We also still don't know much more about other system details - such as elevation difference between the bottom of your tanks & the top of your boiler. But the fact that you bulged your tanks just from having your circ running (I think I read that right) would make me quite apprehensive.

Not sure I'll be able to add much more to this one.


----------



## brack86svo (Aug 10, 2016)

maple1 said:


> There might be issues, if the expansion from heat pushes out water, then the system cools some & the water level drops. That drop would create an empty space at the top of the boiler which may be larger than what the manufacturer intended (due to the significantly extra volume of water in the system), and create more corrosion potential in that empty space. I am thinking the increased back & forth due to the increased volume would pull more oxygen into the system, also increasing the corrosion potential. If you stay on top of the chemicals, it might help - but I think the empty space at the top would still be prone to corrosion. Have read lots of bad stories about some OWBs corroding out at/around the water line.
> 
> We also still don't know much more about other system details - such as elevation difference between the bottom of your tanks & the top of your boiler. But the fact that you bulged your tanks just from having your circ running (I think I read that right) would make me quite apprehensive.
> 
> Not sure I'll be able to add much more to this one.

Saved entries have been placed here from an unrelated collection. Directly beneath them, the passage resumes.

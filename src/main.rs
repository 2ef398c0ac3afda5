use std::{
    io::{self, BufRead, Write},
    path::{Path, PathBuf},
    sync::{
        Arc,
        atomic::{AtomicBool, Ordering},
    },
    thread,
    time::Duration,
};

use clap::{Parser, Subcommand};
use log::{info, warn};
use speed_recorder::{
    AppConfig, ExportOutcome, ReplaySampleSource, SampleSource, SessionController,
    SpeedRecorderError, export_session,
};

const PUMP_INTERVAL_MS: u64 = 50;

#[derive(Parser, Debug)]
#[command(version, about, long_about = None)]
#[command(propagate_version = true)]
struct Args {
    #[command(subcommand)]
    command: Commands,
}

#[derive(Subcommand, Debug)]
enum Commands {
    /// Record a session by replaying location fixes, then export it
    Record {
        /// JSON Lines file with one location fix per line
        #[arg(short, long)]
        input: PathBuf,

        /// Directory the export folder is created in
        #[arg(short, long)]
        output: Option<PathBuf>,

        /// Delay between replayed fixes
        #[arg(long)]
        interval_ms: Option<u64>,

        /// Export without asking
        #[arg(short, long)]
        yes: bool,
    },
    /// Write the default configuration file
    InitConfig,
}

fn record(
    input: &Path,
    output: Option<PathBuf>,
    interval_ms: Option<u64>,
    yes: bool,
    interrupts: &Interrupts,
) -> Result<(), SpeedRecorderError> {
    let config = AppConfig::from_local_file()?.unwrap_or_default();
    let interval = Duration::from_millis(interval_ms.unwrap_or(config.replay_interval_ms));
    let source = ReplaySampleSource::from_file(input)?.with_interval(interval);

    // replayed fixes carry their recorded timestamps, so the session starts at the first one
    let started_at = source.next_timestamp();
    let mut controller = SessionController::new(source);
    match started_at {
        Some(started_at) => controller.start_at(started_at)?,
        None => controller.start()?,
    }

    let mut shown = 0;
    loop {
        let stop_requested = interrupts.stop_requested.load(Ordering::SeqCst);
        let finished = !controller.source().is_updating() || stop_requested;
        controller.pump();

        let session = controller.session();
        for sample in session.samples().since(shown) {
            info!("{}", session.reading_line(sample));
        }
        shown = session.samples().len();

        if finished {
            break;
        }
        thread::sleep(Duration::from_millis(PUMP_INTERVAL_MS));
    }
    controller.stop()?;

    let session = controller.session();
    info!(
        "Captured {} samples over {:.1}s",
        session.samples().len(),
        session.duration_s()
    );

    let confirm = config.confirm_export && !yes;
    if confirm && !confirm_download(interrupts)? {
        info!("Export skipped");
        return Ok(());
    }

    let destination_root = match output {
        Some(output) => output,
        None => config.export_root()?,
    };
    match export_session(session, &destination_root)? {
        ExportOutcome::Written(path) => println!("Saved {}", path.display()),
        ExportOutcome::WriteFailed => warn!("Nothing was saved"),
    }
    Ok(())
}

/// Ctrl-C state shared with the signal handler
#[derive(Default)]
struct Interrupts {
    stop_requested: AtomicBool,
    prompting: AtomicBool,
}

fn confirm_download(interrupts: &Interrupts) -> Result<bool, SpeedRecorderError> {
    interrupts.prompting.store(true, Ordering::SeqCst);
    // a Ctrl-C that stopped the recording must not count as an answer
    interrupts.stop_requested.store(false, Ordering::SeqCst);
    print!("Download data? This will save csv files to your phone. [y/N] ");
    io::stdout()
        .flush()
        .map_err(|e| SpeedRecorderError::PromptError { source: e })?;

    let mut answer = String::new();
    io::stdin()
        .lock()
        .read_line(&mut answer)
        .map_err(|e| SpeedRecorderError::PromptError { source: e })?;
    interrupts.prompting.store(false, Ordering::SeqCst);

    let interrupted = interrupts.stop_requested.load(Ordering::SeqCst);
    Ok(!interrupted && is_yes(&answer))
}

fn is_yes(answer: &str) -> bool {
    matches!(answer.trim().to_lowercase().as_str(), "y" | "yes")
}

fn init_config() -> Result<(), SpeedRecorderError> {
    let path = AppConfig::default().save()?;
    println!("Wrote {}", path.display());
    Ok(())
}

fn main() {
    colog::init();

    let cli = Args::parse();
    let interrupts = Arc::new(Interrupts::default());
    let handler_interrupts = interrupts.clone();
    ctrlc::set_handler(move || {
        if handler_interrupts.prompting.load(Ordering::SeqCst) {
            println!("\nExport cancelled, exiting...");
            std::process::exit(0);
        }
        println!("Stopping...");
        handler_interrupts
            .stop_requested
            .store(true, Ordering::SeqCst);
    })
    .expect("Could not set Ctrl-C handler");

    match &cli.command {
        Commands::Record {
            input,
            output,
            interval_ms,
            yes,
        } => record(input, output.clone(), *interval_ms, *yes, &interrupts)
            .expect("Error while recording"),
        Commands::InitConfig => init_config().expect("Error while writing config file"),
    };
}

The elevation difference is about 4 feet from the top of the tanks to the bottom of the boiler. I know I need to vent the tanks. The only thing that concerns me is, when the boiler circulator is running, wouldn't it just push water up the vent line to a certain point? This would cause low volume in the boiler and require more water to be added?

Here is a crude drawing of the boiler and tanks


----------



## warno (Aug 10, 2016)

You need to vent your tanks to equal height of the boiler vent or your water from your boiler will just push out the lower storage tank vent from gravity. So just run a piece of pex up to the same height or higher then your boilers vent and you're good. 

I know you said you bought the fuel oil tanks because they fit into the basement, my question is you couldn't find anywhere that had any type of pressure vessel tank (propane, air, etc.) That could fit at all? My only concern on your system is the thin walls of your fuel oil tanks rotting out in a few years. Even with proper maintained Chem levels the tank walks are still very thin. Especially if you use that foam insulation. You may get a small leak in the wall or bottom of your tank that you might not realize, then one day you have a soggy basement floor.

Not trying to beat you down just food for thought is all.


----------



## brack86svo (Aug 10, 2016)

warno said:


> You need to vent your tanks to equal height of the boiler vent or your water from your boiler will just push out the lower storage tank vent from gravity. So just run a piece of pex up to the same height or higher then your boilers vent and you're good.
> 
> I know you said you bought the fuel oil tanks because they fit into the basement, my question is you couldn't find anywhere that had any type of pressure vessel tank (propane, air, etc.) That could fit at all? My only concern on your system is the thin walls of your fuel oil tanks rotting out in a few years. Even with proper maintained Chem levels the tank walks are still very thin. Especially if you use that foam insulation. You may get a small leak in the wall or bottom of your tank that you might not realize, then one day you have a soggy basement floor.
> 
> Not trying to beat you down just food for thought is all.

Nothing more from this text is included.